Hibernate state machine
1. Freeze processes
2. Create memory snapshot (swsusp_save):
- Walk all pages, copy to free pages or swap
- The "hibernation image" = all in-use memory pages
3. Write image to swap partition or hibernation file
4. Power off
─────────── powered off ──────────
5. Boot (normal cold boot; bootloader has no special role)

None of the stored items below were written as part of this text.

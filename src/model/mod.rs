//! High-level regression model.
//!
//! [`RegressionModel`] owns the data, the design matrix and the weights. It
//! combines two independent choices:
//!
//! - a feature expansion, [`RegressionType`] (linear or quadratic)
//! - a [`Solver`] (normal equation or gradient descent)
//!
//! # Example
//!
//! ```
//! use regfit::data::{ExperimentalData, RegressionType};
//! use regfit::model::{RegressionModel, Solver};
//!
//! let data = ExperimentalData::from_rows(vec![
//!     vec![1.0, 2.0, 3.0],
//!     vec![2.0, 4.0, 6.0],
//! ])?;
//! let model = RegressionModel::new(data, RegressionType::Linear, Solver::normal_equation(4))?;
//!
//! assert_eq!(model.beta().to_vec(), vec![0.0, 2.0]);
//! assert_eq!(model.equation().to_string(), "y = 0 + 2(x_1)");
//! # Ok::<(), Box<dyn std::error::Error>>(())
//! ```

pub mod config;
mod equation;
mod regression;

use serde::{Deserialize, Serialize};

use crate::data::io::LoadError;
use crate::data::DatasetError;
use crate::training::{
    DivergenceError, GradientDescentParams, NormalEquationSolver, SolveError, TrainingLogger,
    Verbosity,
};

pub use config::{ConfigError, ModelSpec, RegressionConfig};
pub use equation::Equation;
pub use regression::RegressionModel;

// =============================================================================
// Method & solver
// =============================================================================

/// How the weights are fitted.
#[derive(Debug, Clone, Copy, PartialEq, Eq, Hash, Serialize, Deserialize)]
#[serde(rename_all = "lowercase")]
pub enum RegressionMethod {
    /// Iterative batch gradient descent.
    Gradient,
    /// Closed-form pseudo-inverse solve.
    Normal,
}

impl RegressionMethod {
    /// Parse the configuration spelling (`"gradient"` / `"normal"`).
    pub fn from_name(name: &str) -> Option<Self> {
        match name {
            "gradient" => Some(Self::Gradient),
            "normal" => Some(Self::Normal),
            _ => None,
        }
    }

    /// Configuration spelling of this method.
    pub fn name(self) -> &'static str {
        match self {
            Self::Gradient => "gradient",
            Self::Normal => "normal",
        }
    }
}

/// Weight-fitting strategy injected into a [`RegressionModel`].
#[derive(Debug, Clone)]
pub enum Solver {
    NormalEquation(NormalEquationSolver),
    GradientDescent(GradientDescentParams),
}

impl Solver {
    /// Normal equation with weights rounded to `precision` decimals.
    pub fn normal_equation(precision: u32) -> Self {
        Self::NormalEquation(NormalEquationSolver::new(precision))
    }

    /// Gradient descent with the given parameters.
    pub fn gradient_descent(params: GradientDescentParams) -> Self {
        Self::GradientDescent(params)
    }

    pub fn method(&self) -> RegressionMethod {
        match self {
            Self::NormalEquation(_) => RegressionMethod::Normal,
            Self::GradientDescent(_) => RegressionMethod::Gradient,
        }
    }

    /// Decimal places kept in the fitted weights.
    pub fn precision(&self) -> u32 {
        match self {
            Self::NormalEquation(solver) => solver.precision(),
            Self::GradientDescent(params) => params.precision,
        }
    }

    /// Override the training verbosity.
    pub fn with_verbosity(self, verbosity: Verbosity) -> Self {
        match self {
            Self::NormalEquation(solver) => {
                Self::NormalEquation(solver.with_logger(TrainingLogger::new(verbosity, 0)))
            }
            Self::GradientDescent(params) => Self::GradientDescent(GradientDescentParams {
                verbosity,
                ..params
            }),
        }
    }
}

// =============================================================================
// Errors
// =============================================================================

/// Anything that can go wrong between reading a configuration and producing
/// a fit.
#[derive(Debug, thiserror::Error)]
pub enum ModelError {
    #[error(transparent)]
    Config(#[from] ConfigError),

    #[error("failed to load experimental data: {0}")]
    Load(#[from] LoadError),

    #[error("malformed experimental data: {0}")]
    Malformed(#[from] DatasetError),

    #[error(transparent)]
    Diverged(#[from] DivergenceError),

    #[error(transparent)]
    Solve(#[from] SolveError),

    #[error("expected {expected} feature values, got {got}")]
    FeatureCount { expected: usize, got: usize },
}
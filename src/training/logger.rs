//! Verbosity-gated training logs.
//!
//! [`TrainingLogger`] decides *whether* an event is reported; the events
//! themselves go through `tracing`, so the binary (or a test harness) picks
//! where they end up.

use tracing::{debug, info, warn};

use super::cost::DivergenceError;

/// Verbosity level for training output.
#[derive(Debug, Clone, Copy, Default, PartialEq, Eq, PartialOrd, Ord)]
pub enum Verbosity {
    /// No output.
    Silent,
    /// Only abnormal terminations (divergence, iteration cap).
    #[default]
    Warning,
    /// Start, convergence and final summary.
    Info,
    /// Periodic per-iteration progress.
    Debug,
}

/// Structured logger used by the optimizers.
#[derive(Debug, Clone)]
pub struct TrainingLogger {
    verbosity: Verbosity,
    log_interval: usize,
}

impl TrainingLogger {
    /// Create a logger. Progress is reported every `log_interval` iterations
    /// at [`Verbosity::Debug`]; an interval of 0 disables progress lines.
    pub fn new(verbosity: Verbosity, log_interval: usize) -> Self {
        Self {
            verbosity,
            log_interval,
        }
    }

    /// Current verbosity.
    pub fn verbosity(&self) -> Verbosity {
        self.verbosity
    }

    fn enabled(&self, level: Verbosity) -> bool {
        self.verbosity >= level
    }

    pub fn start_gradient_descent(
        &self,
        n_weights: usize,
        learning_rate: f64,
        max_iterations: usize,
        threshold: f64,
    ) {
        if self.enabled(Verbosity::Info) {
            info!(
                n_weights,
                learning_rate,
                max_iterations,
                threshold,
                "starting gradient descent"
            );
        }
    }

    pub fn log_progress(&self, iteration: usize, cost: f64) {
        if self.enabled(Verbosity::Debug)
            && self.log_interval > 0
            && iteration % self.log_interval == 0
        {
            debug!(iteration, cost, "gradient descent progress");
        }
    }

    pub fn log_converged(&self, iteration: usize, cost: f64) {
        if self.enabled(Verbosity::Info) {
            info!(iteration, cost, "gradient descent converged");
        }
    }

    pub fn log_iteration_limit(&self, max_iterations: usize, cost: f64) {
        if self.enabled(Verbosity::Warning) {
            warn!(
                max_iterations,
                cost, "iteration cap reached before convergence; keeping best-effort weights"
            );
        }
    }

    pub fn log_divergence(&self, iteration: usize, learning_rate: f64, error: &DivergenceError) {
        if self.enabled(Verbosity::Warning) {
            warn!(iteration, learning_rate, %error, "gradient descent diverged");
        }
    }

    pub fn log_normal_equation(&self, n_weights: usize, n_samples: usize) {
        if self.enabled(Verbosity::Info) {
            info!(n_weights, n_samples, "solved normal equation");
        }
    }
}

impl Default for TrainingLogger {
    fn default() -> Self {
        Self::new(Verbosity::default(), 1000)
    }
}
//! regfit: linear and quadratic least-squares regression.
//!
//! This crate fits regression models to small experimental data sets, using
//! either batch gradient descent or the closed-form normal equation.
//!
//! - [`data`]: input validation, CSV I/O and design matrices
//! - [`training`]: cost function, optimizers and solvers
//! - [`model`]: the [`RegressionModel`] orchestrator and its configuration

pub mod data;
pub mod model;
pub mod testing;
pub mod training;
pub mod utils;

pub use data::{DatasetError, DesignMatrix, ExperimentalData, RegressionType};
pub use model::{
    ConfigError, Equation, ModelError, RegressionConfig, RegressionMethod, RegressionModel, Solver,
};
pub use training::{
    DivergenceError, GradientDescentParams, OptimizerState, StepOutcome, TrainingSummary,
    Verbosity,
};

6. Kernel: check resume= parameter or /sys/power/resume device for hibernation image
8. Read image from swap
9. swsusp_restore: overwrite running kernel pages
10. Resume execution at hibernation point
Configuring hibernate destination
# Use a specific swap partition
echo /dev/sda2 | sudo tee /sys/power/resume
# Or a swap file (requires offset)
echo offset=$(swap-offset /swapfile) | sudo tee /sys/power/resume_offset
echo /dev/sda1 | sudo tee /sys/power/resume # device containing swapfile
# Check current hibernate device
cat /sys/power/resume
Freeze (s2idle / S0ix)
Modern laptops use s2idle (suspend-to-idle, sometimes called S0ix or "connected standby"). Unlike S3, the CPU stays in a very shallow sleep state, allowing:
- Bluetooth/WiFi to stay connected
- Background tasks to run at reduced rate
- Faster wake time (~1 second vs ~3 seconds for S3)
# Force s2idle (ignore platform S3 support)
echo s2idle | sudo tee /sys/power/mem_sleep
# Or prefer S3 if available
echo deep | sudo tee /sys/power/mem_sleep
cat /sys/power/mem_sleep
# s2idle [deep] (brackets = current selection)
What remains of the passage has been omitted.